One of the most interesting testaments to this new order--certainly one of the most ironic--has been the shifting stance of conservative free-market intellectuals, and especially that of Michael Greve, of the American Enterprise Institute's Federalism Project. Five years ago, when Greve wrote his influential book, "Real Federalism," he expounded the traditional conservative doctrine that the federal government was too intrusive in regulating the economy and that courts should re-direct more jurisdiction to the states. Today, he is arguing that more federal preemption is needed to save corporate America from the effects of cumbersome and conflicting state laws that threaten to hinder the nation's commerce. Greve and the free-marketeers haven't changed positions because they think states are weaklings or victims in the federal system; they have changed their minds because states have found a weapon no one ever expected them to find, and are using it in a way the free-market forces don't like.
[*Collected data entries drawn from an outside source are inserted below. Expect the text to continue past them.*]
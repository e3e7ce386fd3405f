//! # devtun Runtime
//!
//! Wires the pieces into a running tunnel:
//! - Local HTTP server in front of the reverse proxy, optionally behind basic auth
//! - `DevToolsTunnel` create/close lifecycle
//! - Graceful shutdown with signal handling

#![forbid(unsafe_code)]
#![warn(
    missing_docs,
    missing_debug_implementations,
    rust_2018_idioms,
    unreachable_pub
)]

pub mod handler;
pub mod orchestrator;
pub mod server;
pub mod shutdown;
pub mod subdomain;

pub use handler::RequestHandler;
pub use orchestrator::{DevToolsTunnel, DevToolsTunnelOptions};
pub use server::LocalServer;
pub use shutdown::{ShutdownSignal, SignalHandler};
pub use subdomain::generate_subdomain;

use std::fmt;

/// Lifecycle state of a [`DevToolsTunnel`]
#[derive(Debug, Clone, Copy, PartialEq, Eq)]
pub enum TunnelState {
    /// Constructed, `create()` not called yet
    Idle,
    /// `create()` in progress
    Creating,
    /// Tunnel is serving
    Active,
    /// Released; a new instance is needed to tunnel again
    Closed,
}

impl fmt::Display for TunnelState {
    fn fmt(&self, f: &mut fmt::Formatter<'_>) -> fmt::Result {
        match self {
            TunnelState::Idle => write!(f, "idle"),
            TunnelState::Creating => write!(f, "creating"),
            TunnelState::Active => write!(f, "active"),
            TunnelState::Closed => write!(f, "closed"),
        }
    }
}

/// Re-export commonly used types
pub mod prelude {
    pub use crate::orchestrator::{DevToolsTunnel, DevToolsTunnelOptions};
    pub use crate::shutdown::{ShutdownSignal, SignalHandler};
    pub use crate::TunnelState;
}
//! Graceful shutdown with signal handling

use std::sync::atomic::{AtomicBool, Ordering};
use std::sync::Arc;
use tokio::signal;
use tokio::sync::broadcast;

/// Shutdown signal broadcaster
#[derive(Debug, Clone)]
pub struct ShutdownSignal {
    sender: Arc<broadcast::Sender<()>>,
    triggered: Arc<AtomicBool>,
}

impl ShutdownSignal {
    /// Create a new shutdown signal
    pub fn new() -> Self {
        let (sender, _) = broadcast::channel(1);
        Self {
            sender: Arc::new(sender),
            triggered: Arc::new(AtomicBool::new(false)),
        }
    }

    /// Subscribe to shutdown notifications
    pub fn subscribe(&self) -> broadcast::Receiver<()> {
        self.sender.subscribe()
    }

    /// Trigger shutdown
    pub fn trigger(&self) {
        if !self.triggered.swap(true, Ordering::SeqCst) {
            let _ = self.sender.send(());
            tracing::debug!("Shutdown signal triggered");
        }
    }

    /// Check if shutdown was triggered
    pub fn is_triggered(&self) -> bool {
        self.triggered.load(Ordering::SeqCst)
    }

    /// Wait until shutdown is triggered
    pub async fn wait(&self) {
        let mut rx = self.subscribe();
        if self.is_triggered() {
            return;
        }
        let _ = rx.recv().await;
    }
}

impl Default for ShutdownSignal {
    fn default() -> Self {
        Self::new()
    }
}

/// Signal handler for OS signals
#[derive(Debug)]
pub struct SignalHandler {
    signal: ShutdownSignal,
}

impl SignalHandler {
    /// Create a new signal handler
    pub fn new(signal: ShutdownSignal) -> Self {
        Self { signal }
    }

    /// Wait for SIGINT or SIGTERM, then trigger the shutdown signal
    pub async fn run(self) {
        #[cfg(unix)]
        {
            use signal::unix::{signal, SignalKind};

            match (signal(SignalKind::terminate()), signal(SignalKind::interrupt())) {
                (Ok(mut sigterm), Ok(mut sigint)) => {
                    tokio::select! {
                        _ = sigterm.recv() => tracing::info!("Received SIGTERM"),
                        _ = sigint.recv() => tracing::info!("Received SIGINT"),
                    }
                    self.signal.trigger();
                    return;
                }
                (Err(err), _) | (_, Err(err)) => {
                    tracing::warn!("Failed to set up signal handlers, using Ctrl+C only: {}", err);
                }
            }
        }

        match signal::ctrl_c().await {
            Ok(()) => {
                tracing::info!("Received Ctrl+C");
                self.signal.trigger();
            }
            Err(err) => {
                tracing::error!("Failed to listen for Ctrl+C: {}", err);
            }
        }
    }
}

#[cfg(test)]
mod tests {
    use super::*;
    use std::time::Duration;

    #[tokio::test]
    async fn test_shutdown_signal_new() {
        let signal = ShutdownSignal::new();
        assert!(!signal.is_triggered());
    }

    #[tokio::test]
    async fn test_shutdown_signal_subscribe() {
        let signal = ShutdownSignal::new();
        let mut rx = signal.subscribe();

        signal.trigger();

        assert!(rx.try_recv().is_ok());
        assert!(signal.is_triggered());
    }

    #[tokio::test]
    async fn test_trigger_is_sent_once() {
        let signal = ShutdownSignal::new();
        let mut rx = signal.subscribe();

        signal.trigger();
        signal.trigger();

        assert!(rx.try_recv().is_ok());
        assert!(rx.try_recv().is_err());
    }

    #[tokio::test]
    async fn test_wait_after_trigger_returns() {
        let signal = ShutdownSignal::new();
        signal.trigger();

        tokio::time::timeout(Duration::from_secs(1), signal.wait())
            .await
            .unwrap();
    }

    #[tokio::test]
    async fn test_wait_wakes_on_trigger() {
        let signal = ShutdownSignal::new();
        let waiter = {
            let signal = signal.clone();
            tokio::spawn(async move { signal.wait().await })
        };

        tokio::task::yield_now().await;
        signal.trigger();
        tokio::time::timeout(Duration::from_secs(1), waiter)
            .await
            .unwrap()
            .unwrap();
    }
}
When you add up all of these factors, it's hard not to conclude that the current round of wailing about state victimization is somehow misplaced. Of course, a lot depends on what you mean by victimization. If your point is that Washington isn't showing the state governments a great deal of respect these days, then undeniably you are right. A Congress loaded with conservative Republicans who used to preach the virtues of devolution has become perversely fond of issuing mandates to states without offering to pay for them; failing to live up to previous promises to help with jointly sponsored programs; and listening attentively to the complaints of any organized industry that thinks state officials are being unfair to it. If it's decent treatment from Washington that the states care most about, I can see why they're feeling despondent.

But if you look at things from a slightly different angle, and judge the relevance of state governments by their ability to generate creative policy solutions and force their way into vital national debates--in that case, I think you have to say the states are doing rather well for themselves these days. This may not quite be the golden age of state-level innovation that took place in the years before World War I, but it's not exactly a moment of stagnation, either.

Yes, Washington is picking on the states, reneging on its commitments to them and chipping away at their freedom to regulate the economy. And that's frustrating. But think of it this way: That isn't taking place because the states are weaklings. It's because they are troublemakers. What's happening to the states right now may be a long way from full and just partnership in the American governmental system. But it's a long way from irrelevance, too.